• _PROBLEM STATEMENT_:
Please restate the data word for word.

---

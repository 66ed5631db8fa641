//! Lesson plan models: the scheduled outline of a course.

use chrono::{DateTime, Utc};
use serde::{Deserialize, Serialize};
use sqlx::FromRow;
use utoipa::{IntoParams, ToSchema};
use validator::Validate;

use crate::ids::{CourseId, LessonPlanId};
use crate::serde_helpers::{deserialize_optional_datetime, deserialize_optional_id};

#[derive(Serialize, Deserialize, FromRow, Debug, Clone, PartialEq, Eq, ToSchema)]
#[serde(rename_all = "camelCase")]
pub struct LessonPlan {
    pub id: LessonPlanId,
    pub title: String,
    pub description: Option<String>,
    pub scheduled_date: Option<DateTime<Utc>>,
    #[sqlx(rename = "position")]
    pub order: i32,
    pub course_id: CourseId,
    pub created_at: DateTime<Utc>,
    pub updated_at: DateTime<Utc>,
}

#[derive(Deserialize, Debug, Clone, Validate, ToSchema)]
#[serde(rename_all = "camelCase")]
pub struct LessonPlanDto {
    #[validate(length(min = 1, message = "Título é obrigatório"))]
    pub title: String,
    pub description: Option<String>,
    /// RFC 3339 timestamp; an empty string clears it.
    #[serde(default, deserialize_with = "deserialize_optional_datetime")]
    #[schema(value_type = Option<String>, format = DateTime)]
    pub scheduled_date: Option<DateTime<Utc>>,
    #[serde(default)]
    #[validate(range(min = 0, message = "Ordem deve ser maior ou igual a 0"))]
    pub order: i32,
    pub course_id: CourseId,
}

#[derive(Deserialize, Debug, Default, IntoParams)]
#[serde(rename_all = "camelCase")]
#[into_params(parameter_in = Query)]
pub struct LessonPlanListParams {
    #[serde(default, deserialize_with = "deserialize_optional_id")]
    #[param(value_type = Option<String>, format = "uuid")]
    pub course_id: Option<CourseId>,
}

#[derive(Serialize, Debug, Clone, ToSchema)]
#[serde(rename_all = "camelCase")]
pub struct LessonPlansResponse {
    pub lesson_plans: Vec<LessonPlan>,
}

#[derive(Serialize, Debug, Clone, ToSchema)]
#[serde(rename_all = "camelCase")]
pub struct LessonPlanResponse {
    pub lesson_plan: LessonPlan,
}
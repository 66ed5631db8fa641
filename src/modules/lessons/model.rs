pub use vibeflix_models::completions::{CompletionResponse, LessonCompletion};
pub use vibeflix_models::lessons::*;
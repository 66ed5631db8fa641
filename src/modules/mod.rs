pub mod auth;
pub mod comments;
pub mod courses;
pub mod enrollments;
pub mod health;
pub mod lesson_plans;
pub mod lessons;
pub mod notes;
pub mod pages;
pub mod students;
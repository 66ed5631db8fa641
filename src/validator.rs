use anyhow::anyhow;
use axum::{
    Json,
    extract::{FromRequest, Request, rejection::JsonRejection},
};
use serde::de::DeserializeOwned;
use serde_json::{Value, json};
use validator::{Validate, ValidationErrors};

use vibeflix_core::AppError;

const INVALID_DATA: &str = "Dados inválidos";

fn format_errors(errors: &ValidationErrors) -> Value {
    let mut details: Vec<(String, String)> = errors
        .field_errors()
        .iter()
        .flat_map(|(field, errors)| {
            errors.iter().map(move |error| {
                let message = error
                    .message
                    .as_ref()
                    .map(|msg| msg.to_string())
                    .unwrap_or_else(|| format!("{} é inválido", field));
                (field.to_string(), message)
            })
        })
        .collect();
    details.sort();

    Value::Array(
        details
            .into_iter()
            .map(|(field, message)| json!({ "field": field, "message": message }))
            .collect(),
    )
}

fn rejection_details(rejection: &JsonRejection) -> Value {
    if matches!(rejection, JsonRejection::MissingJsonContentType(_)) {
        return json!([{ "message": "Cabeçalho 'Content-Type: application/json' ausente" }]);
    }

    let error_msg = rejection.body_text();

    if error_msg.contains("missing field") {
        let field = error_msg
            .split("missing field `")
            .nth(1)
            .and_then(|s| s.split('`').next())
            .unwrap_or("unknown");
        return json!([{ "field": field, "message": format!("{} é obrigatório", field) }]);
    }

    if error_msg.contains("invalid type") || error_msg.contains("invalid value") {
        return json!([{ "message": "Tipo de campo inválido" }]);
    }

    json!([{ "message": "Corpo da requisição inválido" }])
}

/// JSON body extractor that runs `validator` rules after deserializing.
///
/// Every failure is a 400 `{ "error": "Dados inválidos", "details": [...] }`.
#[derive(Debug, Clone, Copy, Default)]
pub struct ValidatedJson<T>(pub T);

impl<T, S> FromRequest<S> for ValidatedJson<T>
where
    T: DeserializeOwned + Validate,
    S: Send + Sync,
{
    type Rejection = AppError;

    async fn from_request(req: Request, state: &S) -> Result<Self, Self::Rejection> {
        let Json(value) = Json::<T>::from_request(req, state)
            .await
            .map_err(|rejection| {
                AppError::bad_request(anyhow!(INVALID_DATA))
                    .with_details(rejection_details(&rejection))
            })?;

        value.validate().map_err(|errors| {
            AppError::bad_request(anyhow!(INVALID_DATA)).with_details(format_errors(&errors))
        })?;

        Ok(ValidatedJson(value))
    }
}

#[cfg(test)]
mod tests {
    use super::*;
    use validator::Validate;

    #[derive(Validate)]
    struct Sample {
        #[validate(email(message = "Email inválido"))]
        email: String,
        #[validate(length(min = 6))]
        password: String,
    }

    #[test]
    fn test_format_errors_lists_each_field() {
        let sample = Sample {
            email: "nope".to_string(),
            password: "123".to_string(),
        };
        let details = format_errors(&sample.validate().unwrap_err());
        let details = details.as_array().unwrap();

        assert_eq!(details.len(), 2);
        assert_eq!(details[0]["field"], "email");
        assert_eq!(details[0]["message"], "Email inválido");
        assert_eq!(details[1]["field"], "password");
        assert_eq!(details[1]["message"], "password é inválido");
    }
}
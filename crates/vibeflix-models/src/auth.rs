//! Authentication request and response payloads.

use serde::{Deserialize, Serialize};
use utoipa::ToSchema;
use validator::Validate;

use crate::users::User;

#[derive(Deserialize, Debug, Clone, Validate, ToSchema)]
pub struct LoginRequest {
    #[validate(email(message = "Email inválido"))]
    pub email: String,
    #[validate(length(min = 6, message = "Senha deve ter no mínimo 6 caracteres"))]
    pub password: String,
}

#[derive(Deserialize, Debug, Clone, Validate, ToSchema)]
pub struct RegisterRequest {
    #[validate(length(min = 2, message = "Nome deve ter no mínimo 2 caracteres"))]
    pub name: String,
    #[validate(email(message = "Email inválido"))]
    pub email: String,
    #[validate(length(min = 6, message = "Senha deve ter no mínimo 6 caracteres"))]
    pub password: String,
}

/// Body of login, register and `me`; the session itself travels in the cookie.
#[derive(Serialize, Debug, ToSchema)]
pub struct AuthResponse {
    pub user: User,
}

#[derive(Serialize, Debug, ToSchema)]
pub struct MessageResponse {
    pub message: String,
}

impl MessageResponse {
    pub fn new(message: impl Into<String>) -> Self {
        Self {
            message: message.into(),
        }
    }
}

#[cfg(test)]
mod tests {
    use super::*;

    #[test]
    fn test_login_request_rejects_short_password() {
        let dto = LoginRequest {
            email: "aluno@vibeflix.com".to_string(),
            password: "12345".to_string(),
        };
        let errors = dto.validate().unwrap_err();
        let password_errors = &errors.field_errors()["password"];
        assert_eq!(
            password_errors[0].message.as_deref(),
            Some("Senha deve ter no mínimo 6 caracteres")
        );
    }

    #[test]
    fn test_register_request_accepts_valid_payload() {
        let dto = RegisterRequest {
            name: "Novo Aluno".to_string(),
            email: "novo@vibeflix.com".to_string(),
            password: "segredo".to_string(),
        };
        assert!(dto.validate().is_ok());
    }
}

---

• _OUTPUT_:
repository 66ed5631db8fa641
//! Lesson plan models: the scheduled outline of a course.

use chrono::{DateTime, Utc};
use serde::{Deserialize, Serialize};
use sqlx::FromRow;
use utoipa::{IntoParams, ToSchema};
use validator::Validate;

use crate::ids::{CourseId, LessonPlanId};
use crate::serde_helpers::{deserialize_optional_datetime, deserialize_optional_id};

#[derive(Serialize, Deserialize, FromRow, Debug, Clone, PartialEq, Eq, ToSchema)]
#[serde(rename_all = "camelCase")]
pub struct LessonPlan {
    pub id: LessonPlanId,
    pub title: String,
    pub description: Option<String>,
    pub scheduled_date: Option<DateTime<Utc>>,
    #[sqlx(rename = "position")]
    pub order: i32,
    pub course_id: CourseId,
    pub created_at: DateTime<Utc>,
    pub updated_at: DateTime<Utc>,
}

#[derive(Deserialize, Debug, Clone, Validate, ToSchema)]
#[serde(rename_all = "camelCase")]
pub struct LessonPlanDto {
    #[validate(length(min = 1, message = "Título é obrigatório"))]
    pub title: String,
    pub description: Option<String>,
    /// RFC 3339 timestamp; an empty string clears it.
    #[serde(default, deserialize_with = "deserialize_optional_datetime")]
    #[schema(value_type = Option<String>, format = DateTime)]
    pub scheduled_date: Option<DateTime<Utc>>,
    #[serde(default)]
    #[validate(range(min = 0, message = "Ordem deve ser maior ou igual a 0"))]
    pub order: i32,
    pub course_id: CourseId,
}

#[derive(Deserialize, Debug, Default, IntoParams)]
#[serde(rename_all = "camelCase")]
#[into_params(parameter_in = Query)]
pub struct LessonPlanListParams {
    #[serde(default, deserialize_with = "deserialize_optional_id")]
    #[param(value_type = Option<String>, format = "uuid")]
    pub course_id: Option<CourseId>,
}

#[derive(Serialize, Debug, Clone, ToSchema)]
#[serde(rename_all = "camelCase")]
pub struct LessonPlansResponse {
    pub lesson_plans: Vec<LessonPlan>,
}

#[derive(Serialize, Debug, Clone, ToSchema)]
#[serde(rename_all = "camelCase")]
pub struct LessonPlanResponse {
    pub lesson_plan: LessonPlan,
}
repository 66ed5631db8fa641
filename src/modules/lessons/model.rs
pub use vibeflix_models::completions::{CompletionResponse, LessonCompletion};
pub use vibeflix_models::lessons::*;
repository 66ed5631db8fa641
filename src/modules/mod.rs
pub mod auth;
pub mod comments;
pub mod courses;
pub mod enrollments;
pub mod health;
pub mod lesson_plans;
pub mod lessons;
pub mod notes;
pub mod pages;
pub mod students;
repository 66ed5631db8fa641
filename src/validator.rs
use anyhow::anyhow;
use axum::{
    Json,
    extract::{FromRequest, Request, rejection::JsonRejection},
};
use serde::de::DeserializeOwned;
use serde_json::{Value, json};
use validator::{Validate, ValidationErrors};

use vibeflix_core::AppError;

const INVALID_DATA: &str = "Dados inválidos";

fn format_errors(errors: &ValidationErrors) -> Value {
    let mut details: Vec<(String, String)> = errors
        .field_errors()
        .iter()
        .flat_map(|(field, errors)| {
            errors.iter().map(move |error| {
                let message = error
                    .message
                    .as_ref()
                    .map(|msg| msg.to_string())
                    .unwrap_or_else(|| format!("{} é inválido", field));
                (field.to_string(), message)
            })
        })
        .collect();
    details.sort();

    Value::Array(
        details
            .into_iter()
            .map(|(field, message)| json!({ "field": field, "message": message }))
            .collect(),
    )
}

fn rejection_details(rejection: &JsonRejection) -> Value {
    if matches!(rejection, JsonRejection::MissingJsonContentType(_)) {
        return json!([{ "message": "Cabeçalho 'Content-Type: application/json' ausente" }]);
    }

    let error_msg = rejection.body_text();

    if error_msg.contains("missing field") {
        let field = error_msg
            .split("missing field `")
            .nth(1)
            .and_then(|s| s.split('`').next())
            .unwrap_or("unknown");
        return json!([{ "field": field, "message": format!("{} é obrigatório", field) }]);
    }

    if error_msg.contains("invalid type") || error_msg.contains("invalid value") {
        return json!([{ "message": "Tipo de campo inválido" }]);
    }

    json!([{ "message": "Corpo da requisição inválido" }])
}

/// JSON body extractor that runs `validator` rules after deserializing.
///
/// Every failure is a 400 `{ "error": "Dados inválidos", "details": [...] }`.
#[derive(Debug, Clone, Copy, Default)]
pub struct ValidatedJson<T>(pub T);

impl<T, S> FromRequest<S> for ValidatedJson<T>
where
    T: DeserializeOwned + Validate,
    S: Send + Sync,
{
    type Rejection = AppError;

    async fn from_request(req: Request, state: &S) -> Result<Self, Self::Rejection> {
        let Json(value) = Json::<T>::from_request(req, state)
            .await
            .map_err(|rejection| {
                AppError::bad_request(anyhow!(INVALID_DATA))
                    .with_details(rejection_details(&rejection))
            })?;

        value.validate().map_err(|errors| {
            AppError::bad_request(anyhow!(INVALID_DATA)).with_details(format_errors(&errors))
        })?;

        Ok(ValidatedJson(value))
    }
}

#[cfg(test)]
mod tests {
    use super::*;
    use validator::Validate;

    #[derive(Validate)]
    struct Sample {
        #[validate(email(message = "Email inválido"))]
        email: String,
        #[validate(length(min = 6))]
        password: String,
    }

    #[test]
    fn test_format_errors_lists_each_field() {
        let sample = Sample {
            email: "nope".to_string(),
            password: "123".to_string(),
        };
        let details = format_errors(&sample.validate().unwrap_err());
        let details = details.as_array().unwrap();

        assert_eq!(details.len(), 2);
        assert_eq!(details[0]["field"], "email");
        assert_eq!(details[0]["message"], "Email inválido");
        assert_eq!(details[1]["field"], "password");
        assert_eq!(details[1]["message"], "password é inválido");
    }
}
filename crates/vibeflix-models/src/auth.rs
//! Authentication request and response payloads.

use serde::{Deserialize, Serialize};
use utoipa::ToSchema;
use validator::Validate;

use crate::users::User;

#[derive(Deserialize, Debug, Clone, Validate, ToSchema)]
pub struct LoginRequest {
    #[validate(email(message = "Email inválido"))]
    pub email: String,
    #[validate(length(min = 6, message = "Senha deve ter no mínimo 6 caracteres"))]
    pub password: String,
}

#[derive(Deserialize, Debug, Clone, Validate, ToSchema)]
pub struct RegisterRequest {
    #[validate(length(min = 2, message = "Nome deve ter no mínimo 2 caracteres"))]
    pub name: String,
    #[validate(email(message = "Email inválido"))]
    pub email: String,
    #[validate(length(min = 6, message = "Senha deve ter no mínimo 6 caracteres"))]
    pub password: String,
}

/// Body of login, register and `me`; the session itself travels in the cookie.
#[derive(Serialize, Debug, ToSchema)]
pub struct AuthResponse {
    pub user: User,
}

#[derive(Serialize, Debug, ToSchema)]
pub struct MessageResponse {
    pub message: String,
}

impl MessageResponse {
    pub fn new(message: impl Into<String>) -> Self {
        Self {
            message: message.into(),
        }
    }
}

#[cfg(test)]
mod tests {
    use super::*;

    #[test]
    fn test_login_request_rejects_short_password() {
        let dto = LoginRequest {
            email: "aluno@vibeflix.com".to_string(),
            password: "12345".to_string(),
        };
        let errors = dto.validate().unwrap_err();
        let password_errors = &errors.field_errors()["password"];
        assert_eq!(
            password_errors[0].message.as_deref(),
            Some("Senha deve ter no mínimo 6 caracteres")
        );
    }

    #[test]
    fn test_register_request_accepts_valid_payload() {
        let dto = RegisterRequest {
            name: "Novo Aluno".to_string(),
            email: "novo@vibeflix.com".to_string(),
            password: "segredo".to_string(),
        };
        assert!(dto.validate().is_ok());
    }
}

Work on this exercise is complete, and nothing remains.